Years ago, in Richard Foster’s book “Celebration of Discipline”, I read about his ideas on meditating. One of the meditative practices he suggested was meditating on creation. “Take a flower and allow its beauty and symmetry to sink deep into your mind and heart” he writes. He talks about watching the little creatures that creep and listening to the birds. While these are humble acts, he writes, “… sometimes God reaches us profoundly in these simple ways if we will quiet ourselves to listen.” I have experienced this feeling, this knowing, of taking notice and having it “sink deep”. Years later, at a retreat, this same idea was reshaped into the simple word notice.

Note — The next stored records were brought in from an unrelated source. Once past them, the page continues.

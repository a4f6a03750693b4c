//! Foundation types for mound.
//!
//! Every other mound crate depends on `mound-types`. Nothing in here touches
//! the filesystem.
//!
//! # Key Types
//!
//! - [`Did`] — canonical hyphenated UUID naming one entity
//! - [`DidProvider`] — source of fresh identifiers and the validation predicate for link targets
//! - [`RandomDidProvider`] — UUID v4 provider used by default
//! - [`BlobRef`] — one entry of a descriptor's `blobs` list
//! - [`semver`] — builds the conventional `semver|MAJOR.MINOR.PATCH` version string

pub mod blob_ref;
pub mod did;
pub mod error;
pub mod provider;
pub mod version;

pub use blob_ref::BlobRef;
pub use did::Did;
pub use error::TypeError;
pub use provider::{DidProvider, RandomDidProvider};
pub use version::{parse_semver, semver, SEMVER_PREFIX};
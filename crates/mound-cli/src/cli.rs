use std::path::PathBuf;

use clap::{Args, Parser, Subcommand};

#[derive(Parser)]
#[command(
    name = "mound",
    about = "Mound — sharded descriptor and blob store",
    version,
)]
pub struct Cli {
    #[command(subcommand)]
    pub command: Command,

    #[arg(short, long, global = true)]
    pub verbose: bool,

    #[arg(long, global = true, default_value = "text")]
    pub format: OutputFormat,

    /// Storage root (overrides config file and MOUND_DATA_DIR)
    #[arg(long, global = true)]
    pub root: Option<PathBuf>,

    /// TOML config file
    #[arg(long, global = true)]
    pub config: Option<PathBuf>,

    /// Sync every document write and blob append
    #[arg(long, global = true)]
    pub durable: bool,
}

#[derive(Clone, Debug, PartialEq, Eq, clap::ValueEnum)]
pub enum OutputFormat {
    Text,
    Json,
}

#[derive(Subcommand)]
pub enum Command {
    /// Create a new entity and print its identifier
    Create(CreateArgs),
    /// Allocate a blob on an entity
    Blob(BlobArgs),
    /// Append to a blob
    Write(WriteArgs),
    /// Link an entity to another identifier
    Link(LinkArgs),
    /// Close an entity with a terminal status
    Close(CloseArgs),
    /// Show an entity's descriptor
    Show(ShowArgs),
    /// Print a blob's contents
    Cat(CatArgs),
    /// Print the resolved path of a descriptor or blob
    Path(PathArgs),
    /// Run the hello-world scenario and print the final descriptor
    Demo(DemoArgs),
}

#[derive(Args)]
pub struct CreateArgs {
    #[arg(short, long)]
    pub program: String,
    /// Free-form version; `--semver 1.2.3` builds `semver|1.2.3` instead
    #[arg(long, conflicts_with = "semver")]
    pub version: Option<String>,
    #[arg(long)]
    pub semver: Option<String>,
}

#[derive(Args)]
pub struct BlobArgs {
    pub did: String,
    /// Optional blob name; at most one
    pub names: Vec<String>,
}

#[derive(Args)]
pub struct WriteArgs {
    pub did: String,
    pub slot: usize,
    /// Text to append; read from stdin when omitted
    pub text: Option<String>,
    /// Append a trailing newline
    #[arg(short = 'l', long)]
    pub line: bool,
}

#[derive(Args)]
pub struct LinkArgs {
    pub did: String,
    pub target: String,
}

#[derive(Args)]
pub struct CloseArgs {
    pub did: String,
    #[arg(default_value_t = 0, allow_negative_numbers = true)]
    pub status: i32,
}

#[derive(Args)]
pub struct ShowArgs {
    pub did: String,
}

#[derive(Args)]
pub struct CatArgs {
    pub did: String,
    /// Slot number, or a blob name
    pub blob: String,
}

#[derive(Args)]
pub struct PathArgs {
    pub did: String,
    pub slot: Option<usize>,
}

#[derive(Args)]
pub struct DemoArgs {
    #[arg(long, default_value = "mound-rs")]
    pub program: String,
}

#[cfg(test)]
mod tests {
    use super::*;
    use clap::CommandFactory;

    #[test]
    fn cli_definition_is_valid() {
        Cli::command().debug_assert();
    }

    #[test]
    fn parses_global_flags_after_subcommand() {
        let cli = Cli::try_parse_from(["mound", "show", "abc", "--root", "/r", "--format", "json"])
            .unwrap();
        assert_eq!(cli.root, Some(PathBuf::from("/r")));
        assert_eq!(cli.format, OutputFormat::Json);
        assert!(matches!(cli.command, Command::Show(ShowArgs { ref did }) if did == "abc"));
    }

    #[test]
    fn blob_accepts_several_names() {
        let cli = Cli::try_parse_from(["mound", "blob", "abc", "a", "b"]).unwrap();
        match cli.command {
            Command::Blob(args) => assert_eq!(args.names, vec!["a", "b"]),
            _ => panic!("expected blob"),
        }
    }

    #[test]
    fn close_defaults_to_zero_and_takes_negatives() {
        let cli = Cli::try_parse_from(["mound", "close", "abc"]).unwrap();
        assert!(matches!(cli.command, Command::Close(CloseArgs { status: 0, .. })));
        let cli = Cli::try_parse_from(["mound", "close", "abc", "-2"]).unwrap();
        assert!(matches!(cli.command, Command::Close(CloseArgs { status: -2, .. })));
    }

    #[test]
    fn version_and_semver_conflict() {
        let result = Cli::try_parse_from([
            "mound", "create", "-p", "x", "--version", "1", "--semver", "1.0.0",
        ]);
        assert!(result.is_err());
    }
}
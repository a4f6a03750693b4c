use std::fs;
use std::path::{Path, PathBuf};

use serde::{Deserialize, Serialize};

use crate::error::{MoundError, Result};

/// Environment variable overriding [`MoundConfig::root`].
pub const ENV_DATA_DIR: &str = "MOUND_DATA_DIR";
/// Environment variable overriding [`MoundConfig::durable`].
pub const ENV_DURABLE: &str = "MOUND_DURABLE";

/// Configuration for a [`MoundStore`](crate::MoundStore).
///
/// Held by value in each store; there is no process-wide root. Changing the
/// root of a store that already holds entities would orphan their paths, so
/// build a new store instead.
#[derive(Clone, Debug, PartialEq, Eq, Serialize, Deserialize)]
#[serde(default)]
pub struct MoundConfig {
    /// Directory under which every entity is sharded.
    pub root: PathBuf,
    /// `sync_data` after every document write and blob append.
    pub durable: bool,
}

impl Default for MoundConfig {
    fn default() -> Self {
        Self {
            root: std::env::temp_dir().join("mound_data"),
            durable: false,
        }
    }
}

impl MoundConfig {
    /// Configuration rooted at `root`, other fields defaulted.
    pub fn with_root(root: impl Into<PathBuf>) -> Self {
        Self {
            root: root.into(),
            ..Default::default()
        }
    }

    /// Read a TOML config file. Missing keys take their defaults.
    pub fn load(path: &Path) -> Result<Self> {
        let text = fs::read_to_string(path).map_err(|source| MoundError::ConfigRead {
            path: path.to_path_buf(),
            source,
        })?;
        Self::from_toml(&text)
    }

    /// Parse a TOML document.
    pub fn from_toml(text: &str) -> Result<Self> {
        toml::from_str(text).map_err(MoundError::ConfigParse)
    }

    /// Apply `MOUND_DATA_DIR` and `MOUND_DURABLE` from the process environment.
    pub fn with_env_overrides(self) -> Result<Self> {
        self.apply_env(|key| std::env::var(key).ok())
    }

    fn apply_env(mut self, lookup: impl Fn(&str) -> Option<String>) -> Result<Self> {
        if let Some(root) = lookup(ENV_DATA_DIR).filter(|v| !v.is_empty()) {
            self.root = PathBuf::from(root);
        }
        if let Some(flag) = lookup(ENV_DURABLE) {
            self.durable = parse_flag(&flag).ok_or_else(|| MoundError::InvalidEnv {
                var: ENV_DURABLE,
                value: flag.clone(),
            })?;
        }
        Ok(self)
    }
}

fn parse_flag(value: &str) -> Option<bool> {
    match value.trim().to_ascii_lowercase().as_str() {
        "1" | "true" | "yes" | "on" => Some(true),
        "0" | "false" | "no" | "off" | "" => Some(false),
        _ => None,
    }
}

#[cfg(test)]
mod tests {
    use super::*;
    use std::collections::HashMap;

    fn env(pairs: &[(&str, &str)]) -> impl Fn(&str) -> Option<String> {
        let map: HashMap<String, String> = pairs
            .iter()
            .map(|(k, v)| (k.to_string(), v.to_string()))
            .collect();
        move |key| map.get(key).cloned()
    }

    #[test]
    fn default_config() {
        let c = MoundConfig::default();
        assert!(c.root.ends_with("mound_data"));
        assert!(!c.durable);
    }

    #[test]
    fn with_root() {
        let c = MoundConfig::with_root("/srv/mound");
        assert_eq!(c.root, PathBuf::from("/srv/mound"));
        assert!(!c.durable);
    }

    #[test]
    fn toml_full() {
        let c = MoundConfig::from_toml("root = \"/data/mound\"\ndurable = true\n").unwrap();
        assert_eq!(c.root, PathBuf::from("/data/mound"));
        assert!(c.durable);
    }

    #[test]
    fn toml_partial_uses_defaults() {
        let c = MoundConfig::from_toml("durable = true").unwrap();
        assert_eq!(c.root, MoundConfig::default().root);
        assert!(c.durable);
    }

    #[test]
    fn toml_invalid() {
        let err = MoundConfig::from_toml("durable = \"sometimes\"").unwrap_err();
        assert!(matches!(err, MoundError::ConfigParse(_)));
        assert!(std::error::Error::source(&err).is_some());
    }

    #[test]
    fn load_from_file() {
        let dir = tempfile::tempdir().unwrap();
        let path = dir.path().join("mound.toml");
        fs::write(&path, "root = \"/var/lib/mound\"\n").unwrap();
        let c = MoundConfig::load(&path).unwrap();
        assert_eq!(c.root, PathBuf::from("/var/lib/mound"));
    }

    #[test]
    fn load_missing_file() {
        let dir = tempfile::tempdir().unwrap();
        let missing = dir.path().join("absent.toml");
        let err = MoundConfig::load(&missing).unwrap_err();
        match err {
            MoundError::ConfigRead { path, source } => {
                assert_eq!(path, missing);
                assert_eq!(source.kind(), std::io::ErrorKind::NotFound);
            }
            other => panic!("unexpected error: {other}"),
        }
    }

    #[test]
    fn env_overrides() {
        let c = MoundConfig::default()
            .apply_env(env(&[(ENV_DATA_DIR, "/env/root"), (ENV_DURABLE, "yes")]))
            .unwrap();
        assert_eq!(c.root, PathBuf::from("/env/root"));
        assert!(c.durable);
    }

    #[test]
    fn empty_env_root_is_ignored() {
        let c = MoundConfig::with_root("/keep")
            .apply_env(env(&[(ENV_DATA_DIR, "")]))
            .unwrap();
        assert_eq!(c.root, PathBuf::from("/keep"));
    }

    #[test]
    fn bad_durable_flag() {
        let err = MoundConfig::default()
            .apply_env(env(&[(ENV_DURABLE, "maybe")]))
            .unwrap_err();
        assert!(matches!(
            err,
            MoundError::InvalidEnv { var: ENV_DURABLE, ref value } if value == "maybe"
        ));
    }

    #[test]
    fn serde_roundtrip() {
        let c = MoundConfig {
            root: "/x".into(),
            durable: true,
        };
        let text = toml::to_string(&c).unwrap();
        assert_eq!(MoundConfig::from_toml(&text).unwrap(), c);
    }
}
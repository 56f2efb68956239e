//! Seed table loading and matching
//!
//! A seed table is a curated JSON document mapping canonical label to a
//! list of known variant spellings:
//!
//! ```json
//! {
//!   "Гомельский государственный университет": ["ГГУ", "ГГУ им. Скорины"]
//! }
//! ```
//!
//! The table is optional. A missing or malformed file degrades to an empty
//! table with a warning; grouping proceeds without the seed stage.

use std::collections::{BTreeMap, HashSet};
use std::io::Read;
use std::path::Path;

use tracing::warn;

use crate::error::StageError;
use crate::group::{Group, GroupSet};
use crate::normalize::normalize;

#[derive(Debug, Clone)]
struct SeedEntry {
    canonical: String,
    /// Normalized forms of the canonical label and all its variants.
    normalized_variants: HashSet<String>,
}

/// Curated canonical-label to variant-spellings dictionary.
///
/// Entries are kept sorted by canonical label; that order is the documented
/// first-match-wins order when variant sets overlap after normalization.
#[derive(Debug, Clone, Default)]
pub struct SeedTable {
    entries: Vec<SeedEntry>,
}

impl SeedTable {
    /// Empty table; the seed stage is skipped.
    pub fn empty() -> Self {
        Self::default()
    }

    /// Load from a JSON file. Absence or malformed content is non-fatal and
    /// yields an empty table.
    pub fn from_path(path: impl AsRef<Path>) -> Self {
        let path = path.as_ref();
        match std::fs::read_to_string(path) {
            Ok(content) => Self::from_json_str(&content),
            Err(err) => {
                warn!(path = %path.display(), %err, "seed table unavailable, proceeding without seeds");
                Self::empty()
            }
        }
    }

    /// Load from any reader; errors degrade to an empty table.
    pub fn from_reader(mut reader: impl Read) -> Self {
        let mut content = String::new();
        match reader.read_to_string(&mut content) {
            Ok(_) => Self::from_json_str(&content),
            Err(err) => {
                warn!(%err, "seed table unreadable, proceeding without seeds");
                Self::empty()
            }
        }
    }

    /// Parse the JSON document. A parse failure yields an empty table.
    pub fn from_json_str(content: &str) -> Self {
        // BTreeMap fixes the entry order regardless of document order.
        let parsed: BTreeMap<String, Vec<String>> = match serde_json::from_str(content) {
            Ok(parsed) => parsed,
            Err(err) => {
                warn!(%err, "seed table malformed, proceeding without seeds");
                return Self::empty();
            }
        };

        let entries = parsed
            .into_iter()
            .map(|(canonical, variants)| {
                let mut normalized_variants: HashSet<String> =
                    variants.iter().map(|v| normalize(v)).collect();
                normalized_variants.insert(normalize(&canonical));
                SeedEntry {
                    canonical,
                    normalized_variants,
                }
            })
            .collect();

        Self { entries }
    }

    pub fn is_empty(&self) -> bool {
        self.entries.is_empty()
    }

    pub fn len(&self) -> usize {
        self.entries.len()
    }

    /// Canonical labels in match order.
    pub fn labels(&self) -> impl Iterator<Item = &str> {
        self.entries.iter().map(|e| e.canonical.as_str())
    }
}

/// Assign strings to seed groups by normalized-variant equality.
///
/// Each string joins at most one group: entries are tried in table order and
/// the first match wins. Groups that match nothing are omitted.
pub fn match_seeds(strings: &[String], table: &SeedTable) -> Result<GroupSet, StageError> {
    let mut matched: Vec<Vec<&str>> = vec![Vec::new(); table.entries.len()];

    for s in strings {
        let normalized = normalize(s);
        for (i, entry) in table.entries.iter().enumerate() {
            if entry.normalized_variants.contains(&normalized) {
                matched[i].push(s.as_str());
                break;
            }
        }
    }

    let mut groups = GroupSet::new();
    for (entry, members) in table.entries.iter().zip(matched) {
        if !members.is_empty() {
            groups.insert(Group::with_members(entry.canonical.clone(), members));
        }
    }

    Ok(groups)
}

#[cfg(test)]
mod tests {
    use super::*;
    use std::io::Write;

    const SEEDS: &str = r#"{
        "Гомельский государственный университет": ["ГГУ", "ГГУ им. Ф. Скорины"],
        "Белорусский государственный университет транспорта": ["БелГУТ"]
    }"#;

    fn strings(values: &[&str]) -> Vec<String> {
        values.iter().map(|s| s.to_string()).collect()
    }

    #[test]
    fn parses_and_matches_variants() {
        let table = SeedTable::from_json_str(SEEDS);
        assert_eq!(table.len(), 2);

        let input = strings(&["ггу", "БелГУТ", "другое"]);
        let groups = match_seeds(&input, &table).unwrap();
        assert_eq!(groups.len(), 2);
        assert!(groups
            .get("Гомельский государственный университет")
            .unwrap()
            .contains("ггу"));
        assert!(!groups.contains_member("другое"));
    }

    #[test]
    fn canonical_label_matches_itself() {
        let table = SeedTable::from_json_str(SEEDS);
        let input = strings(&["Гомельский государственный университет", "x y z"]);
        let groups = match_seeds(&input, &table).unwrap();
        assert_eq!(groups.len(), 1);
    }

    #[test]
    fn unmatched_groups_are_omitted() {
        let table = SeedTable::from_json_str(SEEDS);
        let groups = match_seeds(&strings(&["ничего похожего"]), &table).unwrap();
        assert!(groups.is_empty());
    }

    #[test]
    fn first_match_wins_in_sorted_order() {
        // Both entries list the same variant; labels sort Б before Г.
        let table = SeedTable::from_json_str(
            r#"{"Гамма": ["общий вариант"], "Бета": ["общий вариант"]}"#,
        );
        let groups = match_seeds(&strings(&["общий вариант"]), &table).unwrap();
        assert_eq!(groups.len(), 1);
        assert!(groups.get("Бета").is_some());
    }

    #[test]
    fn malformed_json_degrades_to_empty() {
        assert!(SeedTable::from_json_str("not json").is_empty());
        assert!(SeedTable::from_json_str(r#"{"a": "not a list"}"#).is_empty());
    }

    #[test]
    fn missing_file_degrades_to_empty() {
        let table = SeedTable::from_path("/nonexistent/seeds.json");
        assert!(table.is_empty());
    }

    #[test]
    fn loads_from_file() {
        let mut file = tempfile::NamedTempFile::new().unwrap();
        file.write_all(SEEDS.as_bytes()).unwrap();
        let table = SeedTable::from_path(file.path());
        assert_eq!(table.len(), 2);
    }
}
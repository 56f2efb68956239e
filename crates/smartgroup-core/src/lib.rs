//! smartgroup-core: fuzzy grouping of free-text column values.
//!
//! Given the unique values of a text column (organization names entered
//! inconsistently across rows), the engine partitions them into clusters of
//! semantically-equivalent spellings, each with one representative label.
//! A filter UI can then offer one entry per cluster and resolve a chosen
//! label back into every spelling it covers.
//!
//! The pipeline runs fixed stages in priority order: seed table, curated
//! regex patterns, normalization buckets, abbreviation expansion, and
//! finally similarity clustering over whatever is left. Overlapping stage
//! output is merged by member intersection before singletons are filled in.
//!
//! The engine is synchronous and stateless across calls; a [`Grouper`] is
//! cheap to share between threads.

pub mod abbrev;
pub mod config;
pub mod error;
pub mod exact;
pub mod filter;
pub mod group;
pub mod normalize;
pub mod orchestration;
pub mod patterns;
pub mod seeds;
pub mod similarity;

pub use config::GrouperConfig;
pub use error::StageError;
pub use filter::{matches_keywords, resolve_filter, FilterMatch};
pub use group::{Group, GroupSet};
pub use normalize::{extract_keywords, normalize};
pub use orchestration::Grouper;
pub use patterns::PatternTable;
pub use seeds::SeedTable;
pub use similarity::similarity;
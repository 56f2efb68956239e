//! Group and GroupSet types
//!
//! A `Group` is one cluster of equivalent spellings with a chosen
//! representative label. A `GroupSet` maps representative to group with
//! deterministic (sorted) iteration order.

use std::collections::{BTreeMap, BTreeSet};

use serde::{Deserialize, Serialize};

/// One cluster of equivalent strings.
///
/// Invariant: `representative` is always a member. Pattern and seed stages
/// fix a canonical label as representative; the label is inserted as a
/// synthetic member so the invariant holds even when the label was not part
/// of the input.
#[derive(Debug, Clone, PartialEq, Eq, Serialize, Deserialize)]
pub struct Group {
    pub representative: String,
    pub members: BTreeSet<String>,
}

impl Group {
    /// Create a group containing only its representative.
    pub fn singleton(representative: impl Into<String>) -> Self {
        let representative = representative.into();
        let mut members = BTreeSet::new();
        members.insert(representative.clone());
        Self {
            representative,
            members,
        }
    }

    /// Create a group from a representative and members. The representative
    /// is inserted into the member set if absent.
    pub fn with_members<I, S>(representative: impl Into<String>, members: I) -> Self
    where
        I: IntoIterator<Item = S>,
        S: Into<String>,
    {
        let representative = representative.into();
        let mut members: BTreeSet<String> = members.into_iter().map(Into::into).collect();
        members.insert(representative.clone());
        Self {
            representative,
            members,
        }
    }

    pub fn len(&self) -> usize {
        self.members.len()
    }

    pub fn is_empty(&self) -> bool {
        self.members.is_empty()
    }

    pub fn contains(&self, value: &str) -> bool {
        self.members.contains(value)
    }
}

/// Mapping from representative label to its group.
#[derive(Debug, Clone, Default, PartialEq, Eq, Serialize, Deserialize)]
pub struct GroupSet(BTreeMap<String, Group>);

impl GroupSet {
    pub fn new() -> Self {
        Self::default()
    }

    /// Insert a group. If a group with the same representative already
    /// exists, the member sets are unioned.
    pub fn insert(&mut self, group: Group) {
        match self.0.get_mut(&group.representative) {
            Some(existing) => existing.members.extend(group.members),
            None => {
                self.0.insert(group.representative.clone(), group);
            }
        }
    }

    pub fn get(&self, representative: &str) -> Option<&Group> {
        self.0.get(representative)
    }

    /// Resolve a representative label back to its full member set.
    pub fn resolve(&self, representative: &str) -> Option<&BTreeSet<String>> {
        self.0.get(representative).map(|g| &g.members)
    }

    pub fn len(&self) -> usize {
        self.0.len()
    }

    pub fn is_empty(&self) -> bool {
        self.0.is_empty()
    }

    pub fn representatives(&self) -> impl Iterator<Item = &str> {
        self.0.keys().map(String::as_str)
    }

    pub fn groups(&self) -> impl Iterator<Item = &Group> {
        self.0.values()
    }

    /// Union of every group's member set.
    pub fn all_members(&self) -> BTreeSet<String> {
        self.0
            .values()
            .flat_map(|g| g.members.iter().cloned())
            .collect()
    }

    /// True if `value` is a member of any group.
    pub fn contains_member(&self, value: &str) -> bool {
        self.0.values().any(|g| g.contains(value))
    }
}

impl IntoIterator for GroupSet {
    type Item = (String, Group);
    type IntoIter = std::collections::btree_map::IntoIter<String, Group>;

    fn into_iter(self) -> Self::IntoIter {
        self.0.into_iter()
    }
}

impl FromIterator<Group> for GroupSet {
    fn from_iter<I: IntoIterator<Item = Group>>(iter: I) -> Self {
        let mut set = GroupSet::new();
        for group in iter {
            set.insert(group);
        }
        set
    }
}

#[cfg(test)]
mod tests {
    use super::*;

    #[test]
    fn singleton_contains_representative() {
        let group = Group::singleton("школа");
        assert_eq!(group.len(), 1);
        assert!(group.contains("школа"));
    }

    #[test]
    fn with_members_inserts_representative() {
        let group = Group::with_members("МГУ", ["мгу", "moscow state"]);
        assert!(group.contains("МГУ"));
        assert_eq!(group.len(), 3);
    }

    #[test]
    fn insert_merges_same_representative() {
        let mut set = GroupSet::new();
        set.insert(Group::with_members("a", ["b"]));
        set.insert(Group::with_members("a", ["c"]));
        assert_eq!(set.len(), 1);
        assert_eq!(set.resolve("a").unwrap().len(), 3);
    }

    #[test]
    fn iteration_order_is_sorted() {
        let mut set = GroupSet::new();
        set.insert(Group::singleton("b"));
        set.insert(Group::singleton("a"));
        let reps: Vec<&str> = set.representatives().collect();
        assert_eq!(reps, vec!["a", "b"]);
    }
}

However, there are days, weeks, and even seasons when my mornings don’t have room for quiet contemplation. Duty calls or busyness crowds out the empty spaces. Recently I’ve been doing some reading online which, though necessary, does not have the same contemplative quality. While even our good habits need to have the flexibility to be set aside when needed, I have come to realize how life-giving contemplative quiet and solitude is to my interior landscape.
When the ordinary isn’t existing, I miss it and come to a place of awareness that the ordinary is indeed sacred.